J Clin Monit Comput. 2022 Jun;36(3):795-801. doi: 10.1007/s10877-021-00710-3. Epub 2021 Apr 23.
Postoperative pain in children is usually undertreated because of their inability to complain. While several pain assessment scales have been developed, they have shortcomings such as subjectivity and being observer-dependent. This study aimed to assess the validity of the perfusion index as an objective measure of postoperative pain in children undergoing adenotonsillectomy. Children aged 3-7 years were enrolled. The Children's Hospital of Eastern Ontario Scale (CHEOPS) was used to assess postoperative pain. The perfusion index was measured at the same time intervals as CHEOPS. The highest CHEOPS before rescue analgesia was administered and CHEOPS when the patients became pain-free were recorded with the corresponding perfusion index. The primary outcome was the correlation between the postoperative CHEOPS and the corresponding postoperative perfusion index. The secondary outcomes were the ability of perfusion index changes to predict the presence of postoperative pain and patients' response to analgesics.
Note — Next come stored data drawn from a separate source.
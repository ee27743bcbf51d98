//! Credentials for the Gemini API.
//!
//! Two sources are supported and chosen explicitly in configuration:
//! a static API key, or OAuth access tokens minted from a credential file
//! (`service_account` or `authorized_user`). Token values are held in
//! [`Secret`] and never logged.

use async_trait::async_trait;
use chrono::{DateTime, Duration, Utc};
use jsonwebtoken::{encode, Algorithm, EncodingKey, Header};
use reqwest::Client;
use secrecy::{ExposeSecret, Secret};
use serde::{Deserialize, Serialize};
use std::path::{Path, PathBuf};
use thiserror::Error;
use tokio::sync::RwLock;

/// Scope requested for Gemini access tokens.
pub const DEFAULT_OAUTH_SCOPE: &str = "https://www.googleapis.com/auth/generative-language.tuning";

const DEFAULT_TOKEN_URI: &str = "https://oauth2.googleapis.com/token";
const JWT_BEARER_GRANT: &str = "urn:ietf:params:oauth:grant-type:jwt-bearer";
const ASSERTION_LIFETIME_SECS: i64 = 3600;

/// Tokens this close to expiry are treated as already expired.
const EXPIRY_SKEW_SECS: i64 = 60;

#[derive(Error, Debug)]
pub enum CredentialError {
    #[error("Failed to read credential file {path}: {source}")]
    Read {
        path: String,
        #[source]
        source: std::io::Error,
    },

    #[error("Malformed credential file: {0}")]
    Malformed(String),

    #[error("Invalid private key: {0}")]
    InvalidKey(String),

    #[error("Token request failed: {0}")]
    Network(String),

    #[error("Token endpoint rejected the request ({status}): {message}")]
    Rejected { status: u16, message: String },

    #[error("API key is not configured")]
    MissingApiKey,
}

/// A short-lived OAuth access token.
#[derive(Clone, Debug)]
pub struct AccessToken {
    value: Secret<String>,
    expires_at: DateTime<Utc>,
}

impl AccessToken {
    pub fn new(value: String, expires_at: DateTime<Utc>) -> Self {
        Self {
            value: Secret::new(value),
            expires_at,
        }
    }

    pub fn expose(&self) -> &str {
        self.value.expose_secret()
    }

    pub fn expires_at(&self) -> DateTime<Utc> {
        self.expires_at
    }

    pub fn is_expired_at(&self, now: DateTime<Utc>) -> bool {
        now + Duration::seconds(EXPIRY_SKEW_SECS) >= self.expires_at
    }

    pub fn is_expired(&self) -> bool {
        self.is_expired_at(Utc::now())
    }
}

/// Credential attached to one model request.
#[derive(Clone, Debug)]
pub enum Authorization {
    Bearer(AccessToken),
    ApiKey(Secret<String>),
}

impl Authorization {
    pub fn scheme(&self) -> &'static str {
        match self {
            Authorization::Bearer(_) => "bearer",
            Authorization::ApiKey(_) => "api_key",
        }
    }

    pub fn is_api_key(&self) -> bool {
        matches!(self, Authorization::ApiKey(_))
    }
}

/// Produces the [`Authorization`] for each model request.
#[async_trait]
pub trait CredentialProvider: Send + Sync {
    /// Short label for logs and readiness output.
    fn kind(&self) -> &'static str;

    async fn authorize(&self) -> Result<Authorization, CredentialError>;

    /// Cheap local check used by the readiness endpoint. Must not hit the network.
    async fn check(&self) -> Result<(), CredentialError>;
}

/// Static Gemini API key.
pub struct ApiKeyCredentials {
    key: Secret<String>,
}

impl ApiKeyCredentials {
    pub fn new(key: Secret<String>) -> Result<Self, CredentialError> {
        if key.expose_secret().trim().is_empty() {
            return Err(CredentialError::MissingApiKey);
        }
        Ok(Self { key })
    }
}

#[async_trait]
impl CredentialProvider for ApiKeyCredentials {
    fn kind(&self) -> &'static str {
        "api_key"
    }

    async fn authorize(&self) -> Result<Authorization, CredentialError> {
        Ok(Authorization::ApiKey(self.key.clone()))
    }

    async fn check(&self) -> Result<(), CredentialError> {
        Ok(())
    }
}

/// Settings for [`OAuthCredentials`].
#[derive(Debug, Clone)]
pub struct OAuthSettings {
    pub credentials_file: PathBuf,
    pub scope: String,
    /// Keep the token across requests until it expires.
    pub cache_tokens: bool,
    pub timeout: std::time::Duration,
}

/// OAuth access tokens minted from a Google credential file.
pub struct OAuthCredentials {
    settings: OAuthSettings,
    client: Client,
    cached: RwLock<Option<AccessToken>>,
}

impl OAuthCredentials {
    pub fn new(settings: OAuthSettings) -> Result<Self, CredentialError> {
        let client = Client::builder()
            .timeout(settings.timeout)
            .build()
            .map_err(|e| CredentialError::Network(format!("Failed to create HTTP client: {}", e)))?;

        Ok(Self {
            settings,
            client,
            cached: RwLock::new(None),
        })
    }

    async fn load_file(&self) -> Result<CredentialFile, CredentialError> {
        CredentialFile::load(&self.settings.credentials_file).await
    }

    async fn fetch_token(&self) -> Result<AccessToken, CredentialError> {
        let file = self.load_file().await?;
        let now = Utc::now();

        let response = match &file {
            CredentialFile::ServiceAccount(key) => {
                let assertion = key.sign_assertion(&self.settings.scope, now)?;
                self.client
                    .post(&key.token_uri)
                    .form(&[
                        ("grant_type", JWT_BEARER_GRANT),
                        ("assertion", assertion.as_str()),
                    ])
                    .send()
                    .await
            }
            CredentialFile::AuthorizedUser(user) => {
                self.client
                    .post(&user.token_uri)
                    .form(&[
                        ("grant_type", "refresh_token"),
                        ("client_id", user.client_id.as_str()),
                        ("client_secret", user.client_secret.expose_secret().as_str()),
                        ("refresh_token", user.refresh_token.expose_secret().as_str()),
                    ])
                    .send()
                    .await
            }
        }
        .map_err(|e| CredentialError::Network(e.to_string()))?;

        let status = response.status();
        if !status.is_success() {
            let body = response.text().await.unwrap_or_default();
            let message = serde_json::from_str::<TokenErrorResponse>(&body)
                .map(|e| match e.error_description {
                    Some(description) => format!("{}: {}", e.error, description),
                    None => e.error,
                })
                .unwrap_or(body);

            return Err(CredentialError::Rejected {
                status: status.as_u16(),
                message,
            });
        }

        let token: TokenResponse = response
            .json()
            .await
            .map_err(|e| CredentialError::Network(format!("Invalid token response: {}", e)))?;

        let expires_at = Duration::try_seconds(token.expires_in)
            .and_then(|lifetime| now.checked_add_signed(lifetime))
            .ok_or_else(|| {
                CredentialError::Network(format!(
                    "Invalid token response: expires_in {} out of range",
                    token.expires_in
                ))
            })?;

        tracing::info!(
            credential_type = file.kind(),
            principal = %file.principal(),
            expires_at = %expires_at,
            "Obtained access token"
        );

        Ok(AccessToken::new(token.access_token, expires_at))
    }
}

#[async_trait]
impl CredentialProvider for OAuthCredentials {
    fn kind(&self) -> &'static str {
        "oauth"
    }

    async fn authorize(&self) -> Result<Authorization, CredentialError> {
        if !self.settings.cache_tokens {
            return self.fetch_token().await.map(Authorization::Bearer);
        }

        if let Some(token) = self.cached.read().await.as_ref() {
            if !token.is_expired() {
                return Ok(Authorization::Bearer(token.clone()));
            }
        }

        let mut cached = self.cached.write().await;
        // Another request may have refreshed while we waited for the lock.
        if let Some(token) = cached.as_ref() {
            if !token.is_expired() {
                return Ok(Authorization::Bearer(token.clone()));
            }
            tracing::debug!(expired_at = %token.expires_at(), "Cached access token expired, refreshing");
        }

        let token = self.fetch_token().await?;
        *cached = Some(token.clone());

        Ok(Authorization::Bearer(token))
    }

    async fn check(&self) -> Result<(), CredentialError> {
        self.load_file().await.map(|_| ())
    }
}

// ============================================================================
// Credential file formats
// ============================================================================

#[derive(Deserialize)]
#[serde(tag = "type", rename_all = "snake_case")]
enum CredentialFile {
    ServiceAccount(ServiceAccountKey),
    AuthorizedUser(AuthorizedUser),
}

impl CredentialFile {
    async fn load(path: &Path) -> Result<Self, CredentialError> {
        let contents =
            tokio::fs::read_to_string(path)
                .await
                .map_err(|source| CredentialError::Read {
                    path: path.display().to_string(),
                    source,
                })?;

        serde_json::from_str(&contents).map_err(|e| CredentialError::Malformed(e.to_string()))
    }

    fn kind(&self) -> &'static str {
        match self {
            CredentialFile::ServiceAccount(_) => "service_account",
            CredentialFile::AuthorizedUser(_) => "authorized_user",
        }
    }

    fn principal(&self) -> &str {
        match self {
            CredentialFile::ServiceAccount(key) => &key.client_email,
            CredentialFile::AuthorizedUser(user) => &user.client_id,
        }
    }
}

#[derive(Deserialize)]
struct ServiceAccountKey {
    client_email: String,
    private_key: Secret<String>,
    #[serde(default)]
    private_key_id: Option<String>,
    #[serde(default = "default_token_uri")]
    token_uri: String,
}

#[derive(Deserialize)]
struct AuthorizedUser {
    client_id: String,
    client_secret: Secret<String>,
    refresh_token: Secret<String>,
    #[serde(default = "default_token_uri")]
    token_uri: String,
}

fn default_token_uri() -> String {
    DEFAULT_TOKEN_URI.to_string()
}

/// Claims of the JWT bearer assertion exchanged for an access token.
#[derive(Debug, Serialize, Deserialize)]
pub struct AssertionClaims {
    pub iss: String,
    pub scope: String,
    pub aud: String,
    pub iat: i64,
    pub exp: i64,
}

impl ServiceAccountKey {
    fn sign_assertion(&self, scope: &str, now: DateTime<Utc>) -> Result<String, CredentialError> {
        let encoding_key = EncodingKey::from_rsa_pem(self.private_key.expose_secret().as_bytes())
            .map_err(|e| CredentialError::InvalidKey(e.to_string()))?;

        let claims = AssertionClaims {
            iss: self.client_email.clone(),
            scope: scope.to_string(),
            aud: self.token_uri.clone(),
            iat: now.timestamp(),
            exp: now.timestamp() + ASSERTION_LIFETIME_SECS,
        };

        let mut header = Header::new(Algorithm::RS256);
        header.kid = self.private_key_id.clone();

        encode(&header, &claims, &encoding_key)
            .map_err(|e| CredentialError::InvalidKey(format!("Failed to sign assertion: {}", e)))
    }
}

#[derive(Deserialize)]
struct TokenResponse {
    access_token: String,
    #[serde(default = "default_expires_in")]
    expires_in: i64,
}

fn default_expires_in() -> i64 {
    ASSERTION_LIFETIME_SECS
}

#[derive(Deserialize)]
struct TokenErrorResponse {
    error: String,
    #[serde(default)]
    error_description: Option<String>,
}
The postoperative perfusion index was negatively correlated with CHEOPS at 30 and 90 min postoperatively. The change in the preoperative baseline perfusion index (ΔPI-pre) was moderately correlated with the highest CHEOPS (CHEOPS-1) (r = 0.61, p = 0.001). The change in the postoperative perfusion index (ΔPI-po) was negatively correlated with the change in the CHEOPS (ΔCHEOPS) (r = - 0.53, P = 0.0001). The ΔPI-pre was an excellent predictor of postoperative pain (AUROC 0.83 with 71% sensitivity, 83% specificity, and a cut-off value of ≥ 0.26). The perfusion index is a good objective measure for predicting the presence of postoperative pain in children undergoing adenotonsillectomy under general anesthesia. Trial registration: ClinicalTrials.gov; ID: (NCT03854604) registered on February 2019.
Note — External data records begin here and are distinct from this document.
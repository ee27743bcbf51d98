//! The analyze pipeline: validate, authorize, decode, relay.

use crate::error::AnalyzeError;
use crate::models::{AnalysisResult, AnalyzeRequest};
use crate::services::credentials::CredentialProvider;
use crate::services::image_decoder::decode_image_blocking;
use crate::services::metrics as service_metrics;
use crate::services::providers::{ProviderError, VisionProvider};
use std::sync::Arc;
use std::time::Instant;

pub struct Analyzer {
    credentials: Arc<dyn CredentialProvider>,
    provider: Arc<dyn VisionProvider>,
    default_prompt: String,
    max_upload_bytes: usize,
}

impl Analyzer {
    pub fn new(
        credentials: Arc<dyn CredentialProvider>,
        provider: Arc<dyn VisionProvider>,
        default_prompt: impl Into<String>,
        max_upload_bytes: usize,
    ) -> Self {
        Self {
            credentials,
            provider,
            default_prompt: default_prompt.into(),
            max_upload_bytes,
        }
    }

    pub fn max_upload_bytes(&self) -> usize {
        self.max_upload_bytes
    }

    pub fn default_prompt(&self) -> &str {
        &self.default_prompt
    }

    /// Run one request through the pipeline.
    pub async fn analyze(&self, request: AnalyzeRequest) -> Result<AnalysisResult, AnalyzeError> {
        let result = self.run(request).await;
        service_metrics::record_analysis(match &result {
            Ok(_) => "ok",
            Err(e) => e.kind(),
        });
        result
    }

    async fn run(&self, request: AnalyzeRequest) -> Result<AnalysisResult, AnalyzeError> {
        let prompt = request.prompt_or(&self.default_prompt).to_string();
        let upload = request.file.ok_or_else(AnalyzeError::missing_file)?;

        if upload.data.len() > self.max_upload_bytes {
            return Err(AnalyzeError::Validation(format!(
                "File too large ({} bytes, max {} bytes)",
                upload.data.len(),
                self.max_upload_bytes
            )));
        }

        let authorization = self.credentials.authorize().await?;

        let image = decode_image_blocking(upload.data).await?;
        tracing::info!(
            file_name = upload.file_name.as_deref().unwrap_or("-"),
            format = ?image.source_format,
            width = image.width,
            height = image.height,
            transcoded = image.was_transcoded(),
            "Image decoded"
        );

        let provider_name = self.provider.name();
        let started = Instant::now();
        let outcome = self
            .provider
            .generate(&authorization, &prompt, &image)
            .await;
        service_metrics::record_provider_latency(
            provider_name,
            self.provider.model(),
            started.elapsed().as_secs_f64(),
        );

        match outcome {
            Ok(response) => {
                service_metrics::record_tokens(
                    self.provider.model(),
                    response.input_tokens,
                    response.output_tokens,
                );
                tracing::info!(
                    model = self.provider.model(),
                    input_tokens = response.input_tokens,
                    output_tokens = response.output_tokens,
                    finish_reason = ?response.finish_reason,
                    "Generation completed"
                );
                Ok(AnalysisResult {
                    generated_text: response.text,
                })
            }
            Err(err) => {
                service_metrics::record_provider_error(provider_name, err.kind());
                Err(match err {
                    ProviderError::Unauthorized(message) if authorization.is_api_key() => {
                        AnalyzeError::Configuration(message)
                    }
                    other => AnalyzeError::Generation(other.to_string()),
                })
            }
        }
    }

    /// Readiness: credentials readable and provider configured.
    pub async fn check_ready(&self) -> Result<(), String> {
        self.credentials
            .check()
            .await
            .map_err(|e| format!("credentials ({}): {}", self.credentials.kind(), e))?;
        self.provider
            .health_check()
            .await
            .map_err(|e| format!("provider ({}): {}", self.provider.name(), e))
    }
}
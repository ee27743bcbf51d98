//! Service-specific metrics, recorded through the `metrics` facade.

use metrics::{counter, histogram};

/// Record upstream model latency.
pub fn record_provider_latency(provider: &'static str, model: &str, duration_secs: f64) {
    histogram!(
        "genai_provider_latency_seconds",
        "provider" => provider,
        "model" => model.to_string()
    )
    .record(duration_secs);
}

/// Record an upstream model error.
pub fn record_provider_error(provider: &'static str, error_type: &'static str) {
    counter!(
        "genai_provider_errors_total",
        "provider" => provider,
        "error_type" => error_type
    )
    .increment(1);
}

/// Record tokens reported by the provider.
pub fn record_tokens(model: &str, input_tokens: i32, output_tokens: i32) {
    counter!("genai_tokens_total", "model" => model.to_string(), "type" => "input")
        .increment(input_tokens.max(0) as u64);
    counter!("genai_tokens_total", "model" => model.to_string(), "type" => "output")
        .increment(output_tokens.max(0) as u64);
}

/// Record the outcome of one analyze request (`ok` or an error kind).
pub fn record_analysis(outcome: &'static str) {
    counter!("xray_analyses_total", "outcome" => outcome).increment(1);
}
//! Mock provider implementation for testing.

use super::{FinishReason, ProviderError, ProviderResponse, VisionProvider};
use crate::services::credentials::Authorization;
use crate::services::image_decoder::DecodedImage;
use async_trait::async_trait;
use tokio::sync::Mutex;

/// One call observed by [`MockVisionProvider`].
#[derive(Debug, Clone)]
pub struct RecordedCall {
    pub prompt: String,
    pub mime_type: String,
    pub width: u32,
    pub height: u32,
    pub auth_scheme: &'static str,
}

enum Outcome {
    Text(String),
    Fail(ProviderError),
}

/// Mock vision provider that returns a canned answer and records its calls.
pub struct MockVisionProvider {
    enabled: bool,
    outcome: Outcome,
    calls: Mutex<Vec<RecordedCall>>,
}

impl MockVisionProvider {
    pub fn succeeding(text: impl Into<String>) -> Self {
        Self {
            enabled: true,
            outcome: Outcome::Text(text.into()),
            calls: Mutex::new(Vec::new()),
        }
    }

    pub fn failing(error: ProviderError) -> Self {
        Self {
            enabled: true,
            outcome: Outcome::Fail(error),
            calls: Mutex::new(Vec::new()),
        }
    }

    /// A provider whose health check fails.
    pub fn disabled() -> Self {
        Self {
            enabled: false,
            outcome: Outcome::Fail(ProviderError::NotConfigured(
                "Mock vision provider not enabled".to_string(),
            )),
            calls: Mutex::new(Vec::new()),
        }
    }

    pub async fn calls(&self) -> Vec<RecordedCall> {
        self.calls.lock().await.clone()
    }
}

#[async_trait]
impl VisionProvider for MockVisionProvider {
    fn name(&self) -> &'static str {
        "mock"
    }

    fn model(&self) -> &str {
        "mock-vision"
    }

    async fn generate(
        &self,
        authorization: &Authorization,
        prompt: &str,
        image: &DecodedImage,
    ) -> Result<ProviderResponse, ProviderError> {
        self.calls.lock().await.push(RecordedCall {
            prompt: prompt.to_string(),
            mime_type: image.mime_type.to_string(),
            width: image.width,
            height: image.height,
            auth_scheme: authorization.scheme(),
        });

        match &self.outcome {
            Outcome::Text(text) => Ok(ProviderResponse {
                text: text.clone(),
                input_tokens: prompt.len() as i32 / 4,
                output_tokens: text.len() as i32 / 4,
                finish_reason: FinishReason::Complete,
            }),
            Outcome::Fail(error) => Err(error.clone()),
        }
    }

    async fn health_check(&self) -> Result<(), ProviderError> {
        if self.enabled {
            Ok(())
        } else {
            Err(ProviderError::NotConfigured(
                "Mock vision provider not enabled".to_string(),
            ))
        }
    }
}
//! Vision model provider abstractions and implementations.
//!
//! The analyzer talks to a [`VisionProvider`]; Gemini is the production
//! backend and the mock backs the HTTP tests.

pub mod gemini;
pub mod mock;

use crate::services::credentials::Authorization;
use crate::services::image_decoder::DecodedImage;
use async_trait::async_trait;
use thiserror::Error;

/// Error type for provider operations.
#[derive(Error, Debug, Clone)]
pub enum ProviderError {
    #[error("Provider not configured: {0}")]
    NotConfigured(String),

    #[error("Credentials rejected: {0}")]
    Unauthorized(String),

    /// Carries the full upstream description.
    #[error("{0}")]
    ApiError(String),

    #[error("Rate limited: {0}")]
    RateLimited(String),

    #[error("Content filtered: {0}")]
    ContentFiltered(String),

    #[error("Network error: {0}")]
    NetworkError(String),

    #[error("Invalid response: {0}")]
    InvalidResponse(String),
}

impl ProviderError {
    /// Metric label for this error.
    pub fn kind(&self) -> &'static str {
        match self {
            ProviderError::NotConfigured(_) => "not_configured",
            ProviderError::Unauthorized(_) => "unauthorized",
            ProviderError::ApiError(_) => "api_error",
            ProviderError::RateLimited(_) => "rate_limited",
            ProviderError::ContentFiltered(_) => "content_filtered",
            ProviderError::NetworkError(_) => "network",
            ProviderError::InvalidResponse(_) => "invalid_response",
        }
    }
}

/// Reason why generation stopped.
#[derive(Debug, Clone, Copy, PartialEq, Eq)]
pub enum FinishReason {
    Complete,
    Length,
    ContentFilter,
    Other,
}

impl FinishReason {
    pub fn from_api(reason: Option<&str>) -> Self {
        match reason {
            None | Some("STOP") => FinishReason::Complete,
            Some("MAX_TOKENS") => FinishReason::Length,
            Some("SAFETY") | Some("RECITATION") | Some("BLOCKLIST") | Some("PROHIBITED_CONTENT") => {
                FinishReason::ContentFilter
            }
            Some(_) => FinishReason::Other,
        }
    }
}

/// Result of a provider call.
#[derive(Debug, Clone)]
pub struct ProviderResponse {
    pub text: String,
    pub input_tokens: i32,
    pub output_tokens: i32,
    pub finish_reason: FinishReason,
}

/// A model that answers a text prompt about one image.
#[async_trait]
pub trait VisionProvider: Send + Sync {
    /// Provider name, used as a metric label.
    fn name(&self) -> &'static str;

    /// Model identifier requests are sent to.
    fn model(&self) -> &str;

    /// Generate text for `prompt` with `image` attached.
    async fn generate(
        &self,
        authorization: &Authorization,
        prompt: &str,
        image: &DecodedImage,
    ) -> Result<ProviderResponse, ProviderError>;

    /// Local configuration check for the readiness endpoint.
    async fn health_check(&self) -> Result<(), ProviderError>;
}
儿童术后疼痛通常因无法诉说而得不到充分治疗。尽管已经开发出几种疼痛评估量表,但它们存在主观性和观察者依赖性等缺点。本研究旨在评估灌注指数作为评估接受腺样体扁桃体切除术的儿童术后疼痛的客观指标的有效性。纳入年龄在 3-7 岁的儿童。使用东安大略儿童医院疼痛评分量表(CHEOPS)评估术后疼痛。同时测量灌注指数。记录使用镇痛补救前最高 CHEOPS 和患者疼痛缓解时的 CHEOPS 及其对应的灌注指数。主要结局是术后 CHEOPS 与相应术后灌注指数之间的相关性。次要结局是灌注指数变化预测术后疼痛的能力和患者对镇痛药的反应。术后灌注指数与术后 30 分钟和 90 分钟的 CHEOPS 呈负相关。术前基础灌注指数变化(ΔPI-pre)与最高 CHEOPS(CHEOPS-1)呈中度相关(r=0.61,p=0.001)。术后灌注指数变化(ΔPI-po)与 CHEOPS 变化呈负相关(r=-0.53,P=0.0001)。ΔPI-pre 是术后疼痛的良好预测指标(AUROC 为 0.83,灵敏度为 71%,特异性为 83%,截断值为≥0.26)。灌注指数是预测全身麻醉下接受腺样体扁桃体切除术的儿童术后疼痛的良好客观指标。试验注册:ClinicalTrials.gov;ID:(NCT03854604)于 2019 年 2 月注册。